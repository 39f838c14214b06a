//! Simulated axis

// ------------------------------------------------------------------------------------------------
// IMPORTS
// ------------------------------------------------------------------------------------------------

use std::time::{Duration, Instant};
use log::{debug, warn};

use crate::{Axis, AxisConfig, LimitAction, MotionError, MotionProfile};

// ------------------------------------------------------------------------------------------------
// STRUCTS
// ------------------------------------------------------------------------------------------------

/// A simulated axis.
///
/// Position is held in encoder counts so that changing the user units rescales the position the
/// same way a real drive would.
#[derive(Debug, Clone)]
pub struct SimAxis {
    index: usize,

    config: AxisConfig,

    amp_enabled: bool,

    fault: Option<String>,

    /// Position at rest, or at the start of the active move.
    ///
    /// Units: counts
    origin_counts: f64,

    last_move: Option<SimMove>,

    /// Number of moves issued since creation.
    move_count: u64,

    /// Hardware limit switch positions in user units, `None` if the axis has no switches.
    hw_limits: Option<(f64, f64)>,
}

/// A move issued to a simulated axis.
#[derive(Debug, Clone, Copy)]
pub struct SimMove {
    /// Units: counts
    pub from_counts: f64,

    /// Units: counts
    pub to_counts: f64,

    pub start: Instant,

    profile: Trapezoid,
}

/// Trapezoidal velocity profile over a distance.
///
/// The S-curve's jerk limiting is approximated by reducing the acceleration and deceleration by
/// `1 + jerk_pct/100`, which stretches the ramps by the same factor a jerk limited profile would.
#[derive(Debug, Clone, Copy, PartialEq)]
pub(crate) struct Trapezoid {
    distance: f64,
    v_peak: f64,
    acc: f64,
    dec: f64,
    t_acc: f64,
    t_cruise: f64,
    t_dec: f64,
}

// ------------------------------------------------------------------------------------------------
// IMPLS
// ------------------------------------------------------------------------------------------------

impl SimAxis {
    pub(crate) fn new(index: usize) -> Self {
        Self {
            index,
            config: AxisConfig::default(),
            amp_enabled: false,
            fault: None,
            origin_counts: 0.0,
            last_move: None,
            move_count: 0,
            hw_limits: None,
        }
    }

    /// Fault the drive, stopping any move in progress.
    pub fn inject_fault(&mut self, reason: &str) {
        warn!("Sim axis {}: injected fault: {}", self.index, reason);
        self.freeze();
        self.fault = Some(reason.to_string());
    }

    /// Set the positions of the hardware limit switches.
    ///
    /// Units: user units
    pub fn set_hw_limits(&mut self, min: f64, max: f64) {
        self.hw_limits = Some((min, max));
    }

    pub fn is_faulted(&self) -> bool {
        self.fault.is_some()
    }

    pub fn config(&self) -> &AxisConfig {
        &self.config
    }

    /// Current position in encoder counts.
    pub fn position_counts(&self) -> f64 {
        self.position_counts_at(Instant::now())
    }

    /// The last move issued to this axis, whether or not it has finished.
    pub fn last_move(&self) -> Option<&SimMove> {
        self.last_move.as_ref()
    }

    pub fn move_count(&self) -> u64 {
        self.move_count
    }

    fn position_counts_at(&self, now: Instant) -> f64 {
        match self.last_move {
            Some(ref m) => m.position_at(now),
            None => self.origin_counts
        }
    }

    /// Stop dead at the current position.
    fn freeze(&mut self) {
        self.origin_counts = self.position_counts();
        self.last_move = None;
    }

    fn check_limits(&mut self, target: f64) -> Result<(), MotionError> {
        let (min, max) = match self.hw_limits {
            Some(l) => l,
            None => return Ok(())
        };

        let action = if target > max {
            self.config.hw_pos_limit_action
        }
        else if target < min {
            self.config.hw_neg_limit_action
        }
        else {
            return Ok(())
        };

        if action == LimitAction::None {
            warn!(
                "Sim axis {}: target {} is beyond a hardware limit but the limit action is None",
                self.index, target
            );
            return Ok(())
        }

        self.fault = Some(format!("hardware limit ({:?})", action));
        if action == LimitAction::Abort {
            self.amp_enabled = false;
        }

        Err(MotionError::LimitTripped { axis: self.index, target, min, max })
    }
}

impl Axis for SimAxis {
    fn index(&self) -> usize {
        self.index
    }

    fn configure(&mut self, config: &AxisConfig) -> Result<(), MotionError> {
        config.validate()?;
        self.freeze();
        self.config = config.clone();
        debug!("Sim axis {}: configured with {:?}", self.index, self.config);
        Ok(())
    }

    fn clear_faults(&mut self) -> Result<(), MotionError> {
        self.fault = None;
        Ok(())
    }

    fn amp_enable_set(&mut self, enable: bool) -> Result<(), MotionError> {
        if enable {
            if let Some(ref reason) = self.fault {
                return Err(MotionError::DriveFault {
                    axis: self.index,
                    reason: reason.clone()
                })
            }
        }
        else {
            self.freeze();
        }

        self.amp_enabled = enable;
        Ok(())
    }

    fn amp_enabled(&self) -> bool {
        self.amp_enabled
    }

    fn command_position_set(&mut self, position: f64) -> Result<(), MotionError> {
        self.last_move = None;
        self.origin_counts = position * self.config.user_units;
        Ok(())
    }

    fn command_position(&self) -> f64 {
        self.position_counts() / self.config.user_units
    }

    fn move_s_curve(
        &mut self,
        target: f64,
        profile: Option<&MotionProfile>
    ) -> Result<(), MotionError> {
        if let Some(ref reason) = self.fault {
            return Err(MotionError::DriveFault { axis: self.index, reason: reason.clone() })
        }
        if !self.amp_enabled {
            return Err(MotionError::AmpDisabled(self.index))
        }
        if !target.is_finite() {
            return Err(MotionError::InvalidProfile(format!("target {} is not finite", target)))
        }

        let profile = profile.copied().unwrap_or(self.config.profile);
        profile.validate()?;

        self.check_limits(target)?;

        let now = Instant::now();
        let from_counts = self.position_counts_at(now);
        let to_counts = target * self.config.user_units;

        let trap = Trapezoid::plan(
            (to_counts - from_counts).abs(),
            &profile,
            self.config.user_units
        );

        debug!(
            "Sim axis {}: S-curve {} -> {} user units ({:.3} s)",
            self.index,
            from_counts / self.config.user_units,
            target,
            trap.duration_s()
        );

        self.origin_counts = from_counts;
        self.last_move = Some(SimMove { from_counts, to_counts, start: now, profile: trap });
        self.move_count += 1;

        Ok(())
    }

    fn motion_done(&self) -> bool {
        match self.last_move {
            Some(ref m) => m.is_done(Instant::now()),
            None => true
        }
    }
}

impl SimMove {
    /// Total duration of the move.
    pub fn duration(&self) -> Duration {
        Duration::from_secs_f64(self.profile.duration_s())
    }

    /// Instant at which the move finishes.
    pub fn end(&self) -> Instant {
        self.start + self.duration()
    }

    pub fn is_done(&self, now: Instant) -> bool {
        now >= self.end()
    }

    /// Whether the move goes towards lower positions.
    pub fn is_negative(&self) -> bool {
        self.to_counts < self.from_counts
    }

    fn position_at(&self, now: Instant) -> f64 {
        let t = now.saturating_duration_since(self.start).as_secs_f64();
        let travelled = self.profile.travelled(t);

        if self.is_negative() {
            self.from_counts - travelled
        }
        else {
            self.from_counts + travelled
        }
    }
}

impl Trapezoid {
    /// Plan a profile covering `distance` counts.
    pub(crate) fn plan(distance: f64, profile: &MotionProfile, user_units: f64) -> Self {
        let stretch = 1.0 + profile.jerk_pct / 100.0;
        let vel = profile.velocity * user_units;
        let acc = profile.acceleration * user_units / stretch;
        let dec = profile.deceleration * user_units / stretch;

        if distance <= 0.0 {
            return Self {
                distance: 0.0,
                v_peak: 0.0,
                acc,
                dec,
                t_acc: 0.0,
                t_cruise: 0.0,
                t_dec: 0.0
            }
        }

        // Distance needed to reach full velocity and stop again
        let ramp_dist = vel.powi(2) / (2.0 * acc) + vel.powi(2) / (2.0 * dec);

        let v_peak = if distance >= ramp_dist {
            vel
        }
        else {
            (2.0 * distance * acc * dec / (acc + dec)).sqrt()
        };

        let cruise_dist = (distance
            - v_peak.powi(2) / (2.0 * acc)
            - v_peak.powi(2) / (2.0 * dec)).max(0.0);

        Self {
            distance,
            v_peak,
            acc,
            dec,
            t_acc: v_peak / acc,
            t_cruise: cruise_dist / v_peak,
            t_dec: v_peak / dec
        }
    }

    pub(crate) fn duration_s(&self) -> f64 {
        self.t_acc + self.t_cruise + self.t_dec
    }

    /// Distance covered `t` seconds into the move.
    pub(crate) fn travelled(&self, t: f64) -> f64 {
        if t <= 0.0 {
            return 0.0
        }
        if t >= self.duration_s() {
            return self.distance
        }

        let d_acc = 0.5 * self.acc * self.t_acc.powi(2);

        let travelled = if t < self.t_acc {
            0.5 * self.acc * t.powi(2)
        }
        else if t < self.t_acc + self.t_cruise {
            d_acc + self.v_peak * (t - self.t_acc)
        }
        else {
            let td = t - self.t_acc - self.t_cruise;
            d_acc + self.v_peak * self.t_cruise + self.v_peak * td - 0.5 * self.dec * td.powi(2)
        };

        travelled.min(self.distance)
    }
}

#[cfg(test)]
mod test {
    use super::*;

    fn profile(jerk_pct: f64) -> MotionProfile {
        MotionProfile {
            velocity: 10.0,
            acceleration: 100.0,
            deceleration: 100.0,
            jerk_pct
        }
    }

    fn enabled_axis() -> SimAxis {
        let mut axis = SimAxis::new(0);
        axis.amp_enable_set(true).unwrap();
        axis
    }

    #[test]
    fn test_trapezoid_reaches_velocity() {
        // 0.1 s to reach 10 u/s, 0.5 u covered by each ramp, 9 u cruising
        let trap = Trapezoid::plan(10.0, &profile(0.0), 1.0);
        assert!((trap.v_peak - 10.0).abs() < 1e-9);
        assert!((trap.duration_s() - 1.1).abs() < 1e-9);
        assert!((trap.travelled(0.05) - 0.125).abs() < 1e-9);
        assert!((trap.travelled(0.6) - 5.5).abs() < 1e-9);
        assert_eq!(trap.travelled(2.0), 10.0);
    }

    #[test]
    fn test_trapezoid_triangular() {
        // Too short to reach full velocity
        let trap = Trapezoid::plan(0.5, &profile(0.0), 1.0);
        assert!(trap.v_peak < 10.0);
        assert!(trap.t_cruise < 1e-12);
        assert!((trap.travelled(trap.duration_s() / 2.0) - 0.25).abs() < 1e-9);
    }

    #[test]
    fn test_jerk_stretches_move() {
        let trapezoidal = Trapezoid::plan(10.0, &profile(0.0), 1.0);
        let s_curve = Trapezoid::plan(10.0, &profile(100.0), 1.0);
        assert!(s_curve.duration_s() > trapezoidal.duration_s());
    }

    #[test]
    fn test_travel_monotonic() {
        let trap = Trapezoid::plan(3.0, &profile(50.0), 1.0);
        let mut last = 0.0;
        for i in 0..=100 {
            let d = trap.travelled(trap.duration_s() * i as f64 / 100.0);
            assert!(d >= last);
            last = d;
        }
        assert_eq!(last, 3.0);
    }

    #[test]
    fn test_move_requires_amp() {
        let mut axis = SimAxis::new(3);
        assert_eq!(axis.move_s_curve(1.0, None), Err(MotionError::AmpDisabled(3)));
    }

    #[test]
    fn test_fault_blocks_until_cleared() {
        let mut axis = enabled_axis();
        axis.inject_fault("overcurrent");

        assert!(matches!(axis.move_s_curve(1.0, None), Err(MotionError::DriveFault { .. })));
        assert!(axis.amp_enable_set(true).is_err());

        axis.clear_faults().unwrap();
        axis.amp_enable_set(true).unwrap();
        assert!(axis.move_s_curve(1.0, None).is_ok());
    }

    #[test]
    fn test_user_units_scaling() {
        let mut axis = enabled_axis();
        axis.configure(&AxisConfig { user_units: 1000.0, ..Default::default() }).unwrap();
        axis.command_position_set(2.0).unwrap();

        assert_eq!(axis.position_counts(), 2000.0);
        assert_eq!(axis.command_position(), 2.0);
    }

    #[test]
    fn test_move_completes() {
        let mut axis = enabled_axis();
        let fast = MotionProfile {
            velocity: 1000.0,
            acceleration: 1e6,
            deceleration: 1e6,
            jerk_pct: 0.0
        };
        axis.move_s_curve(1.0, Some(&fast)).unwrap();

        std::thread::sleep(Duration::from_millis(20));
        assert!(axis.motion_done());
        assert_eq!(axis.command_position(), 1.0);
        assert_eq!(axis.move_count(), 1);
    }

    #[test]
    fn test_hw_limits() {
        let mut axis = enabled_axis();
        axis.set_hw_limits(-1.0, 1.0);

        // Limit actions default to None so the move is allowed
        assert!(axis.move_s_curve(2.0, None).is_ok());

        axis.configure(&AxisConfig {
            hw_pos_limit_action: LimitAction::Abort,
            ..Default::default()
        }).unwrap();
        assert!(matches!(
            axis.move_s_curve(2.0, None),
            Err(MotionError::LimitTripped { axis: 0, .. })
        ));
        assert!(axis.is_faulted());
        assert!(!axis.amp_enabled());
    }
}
----------
- **TASK STATEMENT**
Copy every line of the records above that holds the word "MotionProfile".

- **ANSWER SECTION**
use crate::{Axis, AxisConfig, LimitAction, MotionError, MotionProfile};
        profile: Option<&MotionProfile>
    pub(crate) fn plan(distance: f64, profile: &MotionProfile, user_units: f64) -> Self {
    fn profile(jerk_pct: f64) -> MotionProfile {
        MotionProfile {
        let fast = MotionProfile {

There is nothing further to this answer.